7. Strategeme und Kommunikation: Will man etwas fangen, muss man es zunächst loslassen (Strategem 16)
Der Ursprung dieses Strategems ist die Idee, gegnerische Truppen durch freigelassene Kriegsgefangene zu unterwandern, die man zuvor freundlich behandelt hat. Im übertragenen Sinne gehört daher der Einsatz von Informanten oder Whistleblower, zum Beispiel auch in der Pressearbeit, zu dieser Strategie.
In einem halböffentlichen Unternehmen gab es seit über zehn Jahren denselben Geschäftsführer, der dieses zunehmend wie sein Privateigentum führte. Dagegen formierte sich Widerstand. Außerdem standen Vorwürfe wie Untreue, illegale Arbeitnehmerüberlassung und private Vorteilsnahme im Raum.
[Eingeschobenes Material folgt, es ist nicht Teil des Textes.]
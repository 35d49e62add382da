//! Inertia middleware.
//!
//! # Responsibilities
//! - Pull pending flash data (validation errors, clear-history) into the
//!   request context
//! - Buffer protocol responses and apply the protocol rules before they
//!   leave the server
//! - Mark every response with `Vary: X-Inertia`
//!
//! # Data Flow
//! ```text
//! request ─► flash → context ─► not X-Inertia? ─► handler ─► Vary ─► client
//!                                   │
//!                                   └─► handler ─► BufferedResponse
//!                                         → version mismatch?  409 to own URL
//!                                         → 200 + empty body?  409 to Referer
//!                                         → 302 + PUT/PATCH/DELETE?  303
//!                                         → flush once ─► Vary ─► client
//! ```
//!
//! Wire it up with `axum::middleware::from_fn_with_state(inertia, middleware)`.

use axum::{
    body::{Body, Bytes},
    extract::State,
    http::{request::Parts, response, HeaderMap, Method, Request, StatusCode},
    middleware::Next,
    response::{IntoResponse, Response},
};
use tracing::{debug, error};

use crate::context::{clone_head, InertiaContextExt};
use crate::flash;
use crate::inertia::Inertia;
use crate::protocol::headers;
use crate::render::response::request_url;

/// A handler response held in memory until the protocol rules have run.
#[derive(Debug)]
pub struct BufferedResponse {
    head: response::Parts,
    body: Bytes,
}

impl BufferedResponse {
    /// Drain `response` into memory.
    pub async fn capture(response: Response) -> Result<Self, axum::Error> {
        let (head, body) = response.into_parts();
        let body = axum::body::to_bytes(body, usize::MAX).await?;
        Ok(Self { head, body })
    }

    pub fn status(&self) -> StatusCode {
        self.head.status
    }

    pub fn set_status(&mut self, status: StatusCode) {
        self.head.status = status;
    }

    pub fn is_empty(&self) -> bool {
        self.body.is_empty()
    }

    pub fn headers(&self) -> &HeaderMap {
        &self.head.headers
    }

    pub fn body(&self) -> &Bytes {
        &self.body
    }
}

impl IntoResponse for BufferedResponse {
    fn into_response(self) -> Response {
        Response::from_parts(self.head, Body::from(self.body))
    }
}

pub async fn middleware(
    State(inertia): State<Inertia>,
    req: Request<Body>,
    next: Next,
) -> Response {
    let (mut parts, body) = req.into_parts();
    resolve_flash(&inertia, &mut parts).await;

    if !headers::is_inertia_request(&parts.headers) {
        let response = next.run(Request::from_parts(parts, body)).await;
        return with_vary(response);
    }

    let head = clone_head(&parts);
    let response = next.run(Request::from_parts(parts, body)).await;

    let mut buffered = match BufferedResponse::capture(response).await {
        Ok(buffered) => buffered,
        Err(err) => {
            error!(error = %err, uri = %head.uri, "Failed to buffer Inertia response");
            return with_vary(StatusCode::INTERNAL_SERVER_ERROR.into_response());
        }
    };

    let client_version = headers::version(&head.headers);
    if head.method == Method::GET && client_version != inertia.version() {
        debug!(
            client_version = %client_version,
            server_version = %inertia.version(),
            uri = %head.uri,
            "Asset version changed, forcing a full visit"
        );
        return with_vary(inertia.location(&head, request_url(&head)).await);
    }

    if buffered.status() == StatusCode::OK && buffered.is_empty() {
        if let Some(referer) = headers::referer(&head.headers) {
            debug!(referer = %referer, uri = %head.uri, "Empty Inertia response, redirecting back");
            let mut response = inertia.back(&head).await;
            carry_headers(&mut response, buffered.headers());
            return with_vary(response);
        }
    }

    if buffered.status() == StatusCode::FOUND
        && inertia.see_other_methods().contains(&head.method)
    {
        debug!(method = %head.method, uri = %head.uri, "Rewriting 302 to 303");
        buffered.set_status(StatusCode::SEE_OTHER);
    }

    with_vary(buffered.into_response())
}

async fn resolve_flash(inertia: &Inertia, parts: &mut Parts) {
    let Some(provider) = inertia.flash() else {
        return;
    };

    let (errors, clear_history) = flash::take_pending(provider, parts).await;
    if !errors.is_empty() {
        parts.set_validation_errors(errors);
    }
    if clear_history {
        parts.clear_history();
    }
    parts.inertia_context_mut().mark_flash_resolved();
}

/// Copy handler headers onto a replacement response. Headers the
/// replacement already sets take precedence.
fn carry_headers(response: &mut Response, handler: &HeaderMap) {
    for name in handler.keys() {
        if response.headers().contains_key(name) {
            continue;
        }
        for value in handler.get_all(name) {
            response.headers_mut().append(name.clone(), value.clone());
        }
    }
}

/// Location changes are hard client-side visits and stay free of `Vary`.
fn with_vary(mut response: Response) -> Response {
    if !headers::is_location_change(response.status(), response.headers()) {
        headers::set_vary(response.headers_mut());
    }
    response
}

#[cfg(test)]
mod tests {
    use super::*;
    use axum::http::header;

    #[tokio::test]
    async fn test_buffered_response_flushes_head_and_body() {
        let response = (StatusCode::FOUND, [(header::LOCATION, "/next")], "moved").into_response();
        let mut buffered = BufferedResponse::capture(response).await.unwrap();
        assert_eq!(buffered.status(), StatusCode::FOUND);
        assert!(!buffered.is_empty());

        buffered.set_status(StatusCode::SEE_OTHER);
        let response = buffered.into_response();
        assert_eq!(response.status(), StatusCode::SEE_OTHER);
        assert_eq!(response.headers()[header::LOCATION], "/next");

        let body = axum::body::to_bytes(response.into_body(), usize::MAX).await.unwrap();
        assert_eq!(&body[..], b"moved");
    }

    #[test]
    fn test_vary_skips_location_changes() {
        let response = with_vary(StatusCode::OK.into_response());
        assert_eq!(response.headers()[header::VARY], "X-Inertia");

        let response = with_vary(crate::render::response::location_change("/"));
        assert!(response.headers().get(header::VARY).is_none());
    }

    #[test]
    fn test_carry_headers_keeps_replacement_values() {
        let mut response = crate::render::response::location_change("/form");
        let mut handler = HeaderMap::new();
        handler.append(header::SET_COOKIE, "a=1".parse().unwrap());
        handler.append(header::SET_COOKIE, "b=2".parse().unwrap());
        handler.insert(headers::X_INERTIA_LOCATION, "/elsewhere".parse().unwrap());

        carry_headers(&mut response, &handler);
        assert_eq!(response.status(), StatusCode::CONFLICT);
        assert_eq!(response.headers()[headers::X_INERTIA_LOCATION], "/form");
        assert_eq!(response.headers().get_all(header::SET_COOKIE).iter().count(), 2);
    }

    #[test]
    fn test_clone_head_keeps_context() {
        let mut req = Request::put("/users/1?x=1")
            .header(headers::X_INERTIA, "true")
            .body(())
            .unwrap();
        req.add_validation_error("name", "required");
        let (parts, ()) = req.into_parts();

        let head = clone_head(&parts);
        assert_eq!(head.method, Method::PUT);
        assert_eq!(head.uri, "/users/1?x=1");
        assert!(headers::is_inertia_request(&head.headers));
        assert_eq!(head.inertia_context().unwrap().validation_errors().len(), 1);
    }
}
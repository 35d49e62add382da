//! Request-scoped Inertia state.
//!
//! Middleware and handlers stash props, template data, validation errors and
//! history flags on the request's extensions; the page pipeline reads them
//! back. A request without any stashed state reads as empty.

use axum::http::{request::Parts, Extensions, Request};
use serde_json::Value;

use crate::props::{Prop, Props, ValidationErrors};
use crate::render::template::{TemplateData, TemplateValue};

/// Per-request state read by the page pipeline.
#[derive(Debug, Clone, Default)]
pub struct InertiaContext {
    props: Props,
    template_data: TemplateData,
    validation_errors: ValidationErrors,
    encrypt_history: Option<bool>,
    clear_history: bool,
    flash_resolved: bool,
}

impl InertiaContext {
    pub fn props(&self) -> &Props {
        &self.props
    }

    pub fn template_data(&self) -> &TemplateData {
        &self.template_data
    }

    pub fn validation_errors(&self) -> &ValidationErrors {
        &self.validation_errors
    }

    /// Per-request override of the adapter's history encryption default.
    pub fn encrypt_history(&self) -> Option<bool> {
        self.encrypt_history
    }

    pub fn clear_history(&self) -> bool {
        self.clear_history
    }

    /// True once the middleware pulled pending flash data into this context.
    pub(crate) fn flash_resolved(&self) -> bool {
        self.flash_resolved
    }

    pub(crate) fn mark_flash_resolved(&mut self) {
        self.flash_resolved = true;
    }
}

/// Accessors for the Inertia context carried in request extensions.
pub trait InertiaContextExt {
    fn inertia_context(&self) -> Option<&InertiaContext>;

    fn inertia_context_mut(&mut self) -> &mut InertiaContext;

    fn set_prop(&mut self, key: impl Into<String>, prop: impl Into<Prop>) {
        self.inertia_context_mut().props.insert(key, prop);
    }

    fn set_props(&mut self, props: Props) {
        self.inertia_context_mut().props.extend(props);
    }

    fn set_template_data(&mut self, key: impl Into<String>, value: impl Into<TemplateValue>) {
        self.inertia_context_mut()
            .template_data
            .insert(key.into(), value.into());
    }

    /// Merge validation errors into the context; later keys win.
    fn set_validation_errors(&mut self, errors: ValidationErrors) {
        self.inertia_context_mut().validation_errors.extend(errors);
    }

    fn add_validation_error(&mut self, key: impl Into<String>, message: impl Into<Value>) {
        self.inertia_context_mut()
            .validation_errors
            .insert(key.into(), message.into());
    }

    fn set_encrypt_history(&mut self, encrypt: bool) {
        self.inertia_context_mut().encrypt_history = Some(encrypt);
    }

    /// Ask the client to clear its history state on the next page.
    fn clear_history(&mut self) {
        self.inertia_context_mut().clear_history = true;
    }
}

impl InertiaContextExt for Extensions {
    fn inertia_context(&self) -> Option<&InertiaContext> {
        self.get::<InertiaContext>()
    }

    fn inertia_context_mut(&mut self) -> &mut InertiaContext {
        self.get_or_insert_default::<InertiaContext>()
    }
}

impl InertiaContextExt for Parts {
    fn inertia_context(&self) -> Option<&InertiaContext> {
        self.extensions.inertia_context()
    }

    fn inertia_context_mut(&mut self) -> &mut InertiaContext {
        self.extensions.inertia_context_mut()
    }
}

impl<B> InertiaContextExt for Request<B> {
    fn inertia_context(&self) -> Option<&InertiaContext> {
        self.extensions().inertia_context()
    }

    fn inertia_context_mut(&mut self) -> &mut InertiaContext {
        self.extensions_mut().inertia_context_mut()
    }
}

/// Copy of a request head, extensions included.
pub(crate) fn clone_head(parts: &Parts) -> Parts {
    let (mut head, ()) = Request::new(()).into_parts();
    head.method = parts.method.clone();
    head.uri = parts.uri.clone();
    head.version = parts.version;
    head.headers = parts.headers.clone();
    head.extensions = parts.extensions.clone();
    head
}

#[cfg(test)]
mod tests {
    use super::*;
    use axum::body::Body;
    use serde_json::json;

    #[test]
    fn test_absent_context_reads_empty() {
        let req = Request::builder().body(Body::empty()).unwrap();
        assert!(req.inertia_context().is_none());
    }

    #[test]
    fn test_context_accumulates() {
        let mut req = Request::builder().body(Body::empty()).unwrap();
        req.set_prop("a", 1);
        req.set_props(Props::from([("b", 2), ("a", 10)]));
        req.add_validation_error("email", "required");
        req.set_validation_errors(ValidationErrors::from_iter([(
            "name".to_string(),
            json!("too short"),
        )]));
        req.set_template_data("title", "Home");
        req.set_encrypt_history(true);
        req.clear_history();

        let ctx = req.inertia_context().unwrap();
        assert_eq!(ctx.props().len(), 2);
        assert_eq!(ctx.props().get("a").unwrap().resolve().unwrap(), json!(10));
        assert_eq!(ctx.validation_errors().len(), 2);
        assert_eq!(ctx.validation_errors()["email"], json!("required"));
        assert!(ctx.template_data().contains_key("title"));
        assert_eq!(ctx.encrypt_history(), Some(true));
        assert!(ctx.clear_history());
        assert!(!ctx.flash_resolved());
    }
}
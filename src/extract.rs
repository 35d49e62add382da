//! Handler-side extractor.

use std::convert::Infallible;

use axum::extract::{FromRef, FromRequestParts};
use axum::http::request::Parts;
use axum::response::Response;

use crate::context::{clone_head, InertiaContext, InertiaContextExt};
use crate::error::Result;
use crate::inertia::Inertia;
use crate::page::Page;
use crate::props::Props;
use crate::protocol::headers;

/// The adapter plus the current request head.
///
/// ```ignore
/// async fn home(inertia: InertiaRequest) -> Result<Response, inertia_axum::Error> {
///     inertia.render("Home", Props::from([("text", "world")])).await
/// }
/// ```
///
/// Context writes made through this extractor are visible to its own
/// `render` call.
pub struct InertiaRequest {
    inertia: Inertia,
    parts: Parts,
}

impl<S> FromRequestParts<S> for InertiaRequest
where
    Inertia: FromRef<S>,
    S: Send + Sync,
{
    type Rejection = Infallible;

    async fn from_request_parts(
        parts: &mut Parts,
        state: &S,
    ) -> std::result::Result<Self, Self::Rejection> {
        Ok(Self {
            inertia: Inertia::from_ref(state),
            parts: clone_head(parts),
        })
    }
}

impl InertiaRequest {
    pub fn new(inertia: Inertia, parts: Parts) -> Self {
        Self { inertia, parts }
    }

    pub fn inertia(&self) -> &Inertia {
        &self.inertia
    }

    pub fn parts(&self) -> &Parts {
        &self.parts
    }

    pub fn is_inertia(&self) -> bool {
        headers::is_inertia_request(&self.parts.headers)
    }

    pub async fn page(&self, component: &str, props: Props) -> Result<Page> {
        self.inertia.page(&self.parts, component, props).await
    }

    pub async fn render(&self, component: &str, props: Props) -> Result<Response> {
        self.inertia.render(&self.parts, component, props).await
    }

    pub async fn location(&self, url: &str) -> Response {
        self.inertia.location(&self.parts, url).await
    }

    pub async fn back(&self) -> Response {
        self.inertia.back(&self.parts).await
    }

    pub async fn redirect(&self, url: &str) -> Response {
        self.inertia.redirect(&self.parts, url).await
    }
}

impl InertiaContextExt for InertiaRequest {
    fn inertia_context(&self) -> Option<&InertiaContext> {
        self.parts.inertia_context()
    }

    fn inertia_context_mut(&mut self) -> &mut InertiaContext {
        self.parts.inertia_context_mut()
    }
}

#[cfg(test)]
mod tests {
    use super::*;
    use crate::inertia::InertiaBuilder;
    use axum::http::{Request, StatusCode};
    use serde_json::json;

    #[derive(Clone)]
    struct AppState {
        inertia: Inertia,
    }

    impl FromRef<AppState> for Inertia {
        fn from_ref(state: &AppState) -> Self {
            state.inertia.clone()
        }
    }

    #[tokio::test]
    async fn test_extracts_from_app_state() {
        let state = AppState {
            inertia: InertiaBuilder::new("<html>{{ inertia }}</html>")
                .version("v1")
                .build()
                .unwrap(),
        };
        let (mut parts, ()) = Request::get("/home")
            .header(headers::X_INERTIA, "true")
            .body(())
            .unwrap()
            .into_parts();

        let mut req = InertiaRequest::from_request_parts(&mut parts, &state).await.unwrap();
        assert!(req.is_inertia());

        req.set_prop("user", "ada");
        let page = req.page("Home", Props::new()).await.unwrap();
        assert_eq!(page.props["user"], json!("ada"));
        assert_eq!(page.version, "v1");

        let response = req.location("/login").await;
        assert_eq!(response.status(), StatusCode::CONFLICT);
    }
}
Das Kommunikationsziel war es, eine Journalistin eines großen meinungsführenden Mediums in Deutschland zu gewinnen, über die „gutsherrenartige“ Führung und über das Fehlverhalten des Geschäftsführers zu berichten. Dafür mussten wichtige Mitarbeitende in leitender Position des Unternehmens überzeugt werden, die Vorwürfe zu belegen. Nachteile durften ihnen durch ihre Aussagen nicht entstehen und Anonymität musste gewahrt bleiben.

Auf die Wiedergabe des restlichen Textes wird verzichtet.